Collected data:
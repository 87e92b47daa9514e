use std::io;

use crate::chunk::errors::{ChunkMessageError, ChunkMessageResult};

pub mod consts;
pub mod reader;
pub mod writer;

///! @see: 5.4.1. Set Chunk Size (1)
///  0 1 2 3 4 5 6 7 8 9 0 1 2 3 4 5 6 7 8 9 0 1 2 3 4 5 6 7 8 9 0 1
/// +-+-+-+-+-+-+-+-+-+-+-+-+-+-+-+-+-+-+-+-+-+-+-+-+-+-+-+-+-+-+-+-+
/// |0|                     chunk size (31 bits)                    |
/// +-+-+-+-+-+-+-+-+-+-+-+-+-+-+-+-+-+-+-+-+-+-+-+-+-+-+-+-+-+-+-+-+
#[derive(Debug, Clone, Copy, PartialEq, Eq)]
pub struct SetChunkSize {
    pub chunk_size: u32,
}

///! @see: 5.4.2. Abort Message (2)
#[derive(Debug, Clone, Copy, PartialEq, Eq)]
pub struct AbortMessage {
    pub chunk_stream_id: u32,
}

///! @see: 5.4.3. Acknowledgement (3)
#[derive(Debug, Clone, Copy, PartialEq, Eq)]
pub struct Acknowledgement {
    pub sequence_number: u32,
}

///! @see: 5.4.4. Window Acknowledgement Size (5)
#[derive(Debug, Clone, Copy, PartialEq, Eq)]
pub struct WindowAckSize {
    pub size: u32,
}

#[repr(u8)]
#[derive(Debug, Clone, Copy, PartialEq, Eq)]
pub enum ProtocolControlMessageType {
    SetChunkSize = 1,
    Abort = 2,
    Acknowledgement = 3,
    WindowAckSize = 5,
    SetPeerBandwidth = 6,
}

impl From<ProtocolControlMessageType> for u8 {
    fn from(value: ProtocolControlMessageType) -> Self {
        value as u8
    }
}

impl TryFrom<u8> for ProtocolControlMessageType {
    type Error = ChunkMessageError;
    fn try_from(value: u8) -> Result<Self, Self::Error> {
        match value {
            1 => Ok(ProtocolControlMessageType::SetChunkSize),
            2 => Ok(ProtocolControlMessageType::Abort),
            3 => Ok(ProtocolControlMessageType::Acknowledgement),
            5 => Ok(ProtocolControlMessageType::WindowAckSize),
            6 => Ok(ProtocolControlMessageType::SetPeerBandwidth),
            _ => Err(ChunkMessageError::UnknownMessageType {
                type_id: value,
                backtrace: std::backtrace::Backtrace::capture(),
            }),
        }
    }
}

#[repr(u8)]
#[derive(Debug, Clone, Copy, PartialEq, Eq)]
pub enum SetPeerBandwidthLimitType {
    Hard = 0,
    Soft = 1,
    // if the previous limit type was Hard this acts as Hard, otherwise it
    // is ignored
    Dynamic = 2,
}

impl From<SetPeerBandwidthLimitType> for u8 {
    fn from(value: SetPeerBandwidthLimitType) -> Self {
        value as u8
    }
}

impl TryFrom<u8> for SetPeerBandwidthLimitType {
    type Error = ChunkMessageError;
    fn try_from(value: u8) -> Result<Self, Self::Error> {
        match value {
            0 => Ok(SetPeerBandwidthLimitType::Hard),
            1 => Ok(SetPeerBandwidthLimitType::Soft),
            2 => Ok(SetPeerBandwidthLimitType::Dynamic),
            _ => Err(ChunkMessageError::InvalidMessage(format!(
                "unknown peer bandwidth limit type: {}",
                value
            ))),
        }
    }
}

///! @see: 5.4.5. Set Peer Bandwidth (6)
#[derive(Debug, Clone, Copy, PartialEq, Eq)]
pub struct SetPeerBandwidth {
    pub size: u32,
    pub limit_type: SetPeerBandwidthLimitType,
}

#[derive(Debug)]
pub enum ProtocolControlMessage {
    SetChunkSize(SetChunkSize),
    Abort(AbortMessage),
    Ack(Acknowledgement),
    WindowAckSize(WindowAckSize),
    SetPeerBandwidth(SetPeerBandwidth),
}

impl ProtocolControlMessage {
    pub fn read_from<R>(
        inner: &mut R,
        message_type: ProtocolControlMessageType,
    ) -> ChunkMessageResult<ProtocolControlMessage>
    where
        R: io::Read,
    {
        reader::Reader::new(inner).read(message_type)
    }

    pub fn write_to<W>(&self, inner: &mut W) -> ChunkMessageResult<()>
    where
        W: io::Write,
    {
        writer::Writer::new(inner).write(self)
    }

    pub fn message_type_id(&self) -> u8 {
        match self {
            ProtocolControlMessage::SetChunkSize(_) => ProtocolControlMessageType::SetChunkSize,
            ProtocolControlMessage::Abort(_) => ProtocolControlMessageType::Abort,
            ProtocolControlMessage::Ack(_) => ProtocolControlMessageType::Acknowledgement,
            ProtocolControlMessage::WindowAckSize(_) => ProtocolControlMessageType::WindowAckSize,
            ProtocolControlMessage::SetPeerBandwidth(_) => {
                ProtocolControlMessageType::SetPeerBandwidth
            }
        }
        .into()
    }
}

...

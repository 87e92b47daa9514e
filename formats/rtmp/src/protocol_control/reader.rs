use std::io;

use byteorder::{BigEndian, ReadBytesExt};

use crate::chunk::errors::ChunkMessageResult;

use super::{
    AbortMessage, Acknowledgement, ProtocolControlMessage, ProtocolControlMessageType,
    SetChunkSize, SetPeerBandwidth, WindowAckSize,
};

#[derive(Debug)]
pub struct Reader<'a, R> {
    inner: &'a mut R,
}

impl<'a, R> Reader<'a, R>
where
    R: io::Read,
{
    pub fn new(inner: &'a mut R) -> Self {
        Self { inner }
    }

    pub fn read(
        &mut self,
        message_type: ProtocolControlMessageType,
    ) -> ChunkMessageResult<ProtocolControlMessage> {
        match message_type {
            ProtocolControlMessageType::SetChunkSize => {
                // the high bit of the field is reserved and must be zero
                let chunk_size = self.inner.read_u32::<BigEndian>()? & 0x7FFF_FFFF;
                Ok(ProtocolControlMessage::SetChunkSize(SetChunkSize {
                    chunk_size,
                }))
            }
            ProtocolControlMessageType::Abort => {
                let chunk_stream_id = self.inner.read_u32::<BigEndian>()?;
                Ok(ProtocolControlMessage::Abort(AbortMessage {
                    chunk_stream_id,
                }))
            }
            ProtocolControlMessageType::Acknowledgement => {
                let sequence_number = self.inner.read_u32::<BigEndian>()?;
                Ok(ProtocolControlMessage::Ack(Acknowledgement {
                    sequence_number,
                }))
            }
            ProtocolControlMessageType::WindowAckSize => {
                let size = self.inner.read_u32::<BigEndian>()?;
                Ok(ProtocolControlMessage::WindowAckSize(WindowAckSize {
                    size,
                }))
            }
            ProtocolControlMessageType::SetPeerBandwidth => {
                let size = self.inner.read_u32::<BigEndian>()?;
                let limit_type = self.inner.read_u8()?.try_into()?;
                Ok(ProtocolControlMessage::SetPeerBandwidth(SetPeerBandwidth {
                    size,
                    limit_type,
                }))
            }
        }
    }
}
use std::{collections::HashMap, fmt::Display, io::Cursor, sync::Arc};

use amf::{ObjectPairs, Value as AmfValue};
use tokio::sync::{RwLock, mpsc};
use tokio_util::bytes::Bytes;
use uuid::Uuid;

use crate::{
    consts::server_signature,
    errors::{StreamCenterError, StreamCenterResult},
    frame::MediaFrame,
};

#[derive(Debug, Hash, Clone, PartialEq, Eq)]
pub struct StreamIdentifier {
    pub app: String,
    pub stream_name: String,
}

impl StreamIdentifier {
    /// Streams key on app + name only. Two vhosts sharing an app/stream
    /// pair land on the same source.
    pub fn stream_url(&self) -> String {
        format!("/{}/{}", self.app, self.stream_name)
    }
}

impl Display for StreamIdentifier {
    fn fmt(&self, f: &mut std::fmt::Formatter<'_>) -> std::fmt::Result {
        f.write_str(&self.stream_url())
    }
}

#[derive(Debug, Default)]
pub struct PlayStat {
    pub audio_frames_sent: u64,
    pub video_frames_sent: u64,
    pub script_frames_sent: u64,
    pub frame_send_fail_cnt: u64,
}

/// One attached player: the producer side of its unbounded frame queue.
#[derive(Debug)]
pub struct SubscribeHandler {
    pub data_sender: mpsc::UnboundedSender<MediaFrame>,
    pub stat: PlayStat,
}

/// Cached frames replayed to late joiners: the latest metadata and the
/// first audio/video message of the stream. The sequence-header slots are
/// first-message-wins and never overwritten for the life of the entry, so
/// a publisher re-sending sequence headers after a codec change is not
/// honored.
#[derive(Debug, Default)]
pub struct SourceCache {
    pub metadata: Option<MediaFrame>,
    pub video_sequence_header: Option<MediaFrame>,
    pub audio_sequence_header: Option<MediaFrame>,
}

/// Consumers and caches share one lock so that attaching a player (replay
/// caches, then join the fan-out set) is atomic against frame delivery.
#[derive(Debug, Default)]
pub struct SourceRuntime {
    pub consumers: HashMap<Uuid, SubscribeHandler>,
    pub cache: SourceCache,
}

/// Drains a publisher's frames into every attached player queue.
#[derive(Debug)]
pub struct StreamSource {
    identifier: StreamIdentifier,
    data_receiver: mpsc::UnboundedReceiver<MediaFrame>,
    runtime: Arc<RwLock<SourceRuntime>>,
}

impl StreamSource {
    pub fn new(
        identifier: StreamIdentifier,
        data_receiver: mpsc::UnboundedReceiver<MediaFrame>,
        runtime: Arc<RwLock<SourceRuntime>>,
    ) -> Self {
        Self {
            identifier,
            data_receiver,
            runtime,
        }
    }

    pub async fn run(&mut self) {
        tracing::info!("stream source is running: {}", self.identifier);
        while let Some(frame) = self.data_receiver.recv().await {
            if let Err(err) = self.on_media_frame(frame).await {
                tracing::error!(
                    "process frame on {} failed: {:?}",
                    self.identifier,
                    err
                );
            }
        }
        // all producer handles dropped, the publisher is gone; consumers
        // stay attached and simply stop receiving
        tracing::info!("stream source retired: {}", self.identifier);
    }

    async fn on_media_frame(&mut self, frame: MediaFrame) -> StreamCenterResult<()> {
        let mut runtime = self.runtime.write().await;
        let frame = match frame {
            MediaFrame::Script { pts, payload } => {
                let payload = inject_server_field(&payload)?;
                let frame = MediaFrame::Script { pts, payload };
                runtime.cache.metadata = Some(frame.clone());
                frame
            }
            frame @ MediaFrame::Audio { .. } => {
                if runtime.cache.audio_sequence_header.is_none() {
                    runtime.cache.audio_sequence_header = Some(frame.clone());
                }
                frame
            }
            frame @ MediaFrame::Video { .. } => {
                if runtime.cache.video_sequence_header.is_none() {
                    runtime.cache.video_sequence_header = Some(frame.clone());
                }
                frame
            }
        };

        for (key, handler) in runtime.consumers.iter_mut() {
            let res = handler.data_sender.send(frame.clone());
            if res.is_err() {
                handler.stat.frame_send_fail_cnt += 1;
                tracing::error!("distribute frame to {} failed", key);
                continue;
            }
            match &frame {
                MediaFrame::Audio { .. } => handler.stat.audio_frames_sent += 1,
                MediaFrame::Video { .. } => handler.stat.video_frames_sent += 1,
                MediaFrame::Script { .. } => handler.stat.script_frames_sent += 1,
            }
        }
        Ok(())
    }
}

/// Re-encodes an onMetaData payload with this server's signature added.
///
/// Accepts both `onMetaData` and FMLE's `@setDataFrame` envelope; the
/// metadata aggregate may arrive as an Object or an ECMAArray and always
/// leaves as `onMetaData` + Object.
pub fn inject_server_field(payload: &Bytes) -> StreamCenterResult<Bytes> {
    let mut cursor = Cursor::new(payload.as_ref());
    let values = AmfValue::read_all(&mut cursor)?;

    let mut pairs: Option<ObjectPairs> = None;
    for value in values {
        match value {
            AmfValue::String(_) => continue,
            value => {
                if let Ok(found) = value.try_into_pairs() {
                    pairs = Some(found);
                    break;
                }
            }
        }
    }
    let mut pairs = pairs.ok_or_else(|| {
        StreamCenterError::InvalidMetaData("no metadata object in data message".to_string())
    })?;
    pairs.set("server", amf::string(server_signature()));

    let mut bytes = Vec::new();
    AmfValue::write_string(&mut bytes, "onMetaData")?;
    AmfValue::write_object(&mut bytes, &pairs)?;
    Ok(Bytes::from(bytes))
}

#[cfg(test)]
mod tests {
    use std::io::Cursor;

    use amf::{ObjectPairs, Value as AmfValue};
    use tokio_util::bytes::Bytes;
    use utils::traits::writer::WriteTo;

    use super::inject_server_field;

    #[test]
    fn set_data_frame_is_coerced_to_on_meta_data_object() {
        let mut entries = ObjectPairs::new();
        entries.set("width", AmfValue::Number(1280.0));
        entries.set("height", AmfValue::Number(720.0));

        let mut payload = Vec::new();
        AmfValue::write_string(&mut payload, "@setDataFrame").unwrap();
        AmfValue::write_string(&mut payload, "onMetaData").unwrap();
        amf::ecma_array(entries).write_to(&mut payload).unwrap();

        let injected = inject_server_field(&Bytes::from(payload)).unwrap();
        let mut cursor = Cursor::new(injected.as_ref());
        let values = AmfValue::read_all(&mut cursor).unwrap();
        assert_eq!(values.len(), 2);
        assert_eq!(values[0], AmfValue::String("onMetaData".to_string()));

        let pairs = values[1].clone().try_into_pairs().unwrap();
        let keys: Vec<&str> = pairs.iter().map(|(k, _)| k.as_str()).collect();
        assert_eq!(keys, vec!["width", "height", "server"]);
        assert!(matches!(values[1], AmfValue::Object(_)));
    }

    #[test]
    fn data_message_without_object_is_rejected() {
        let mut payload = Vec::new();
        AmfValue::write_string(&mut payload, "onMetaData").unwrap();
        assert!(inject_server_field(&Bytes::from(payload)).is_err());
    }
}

Task statement: Which lines of the data hold the string "consts"? Return each of them.

Output of the task:
pub mod consts;
    consts::server_signature,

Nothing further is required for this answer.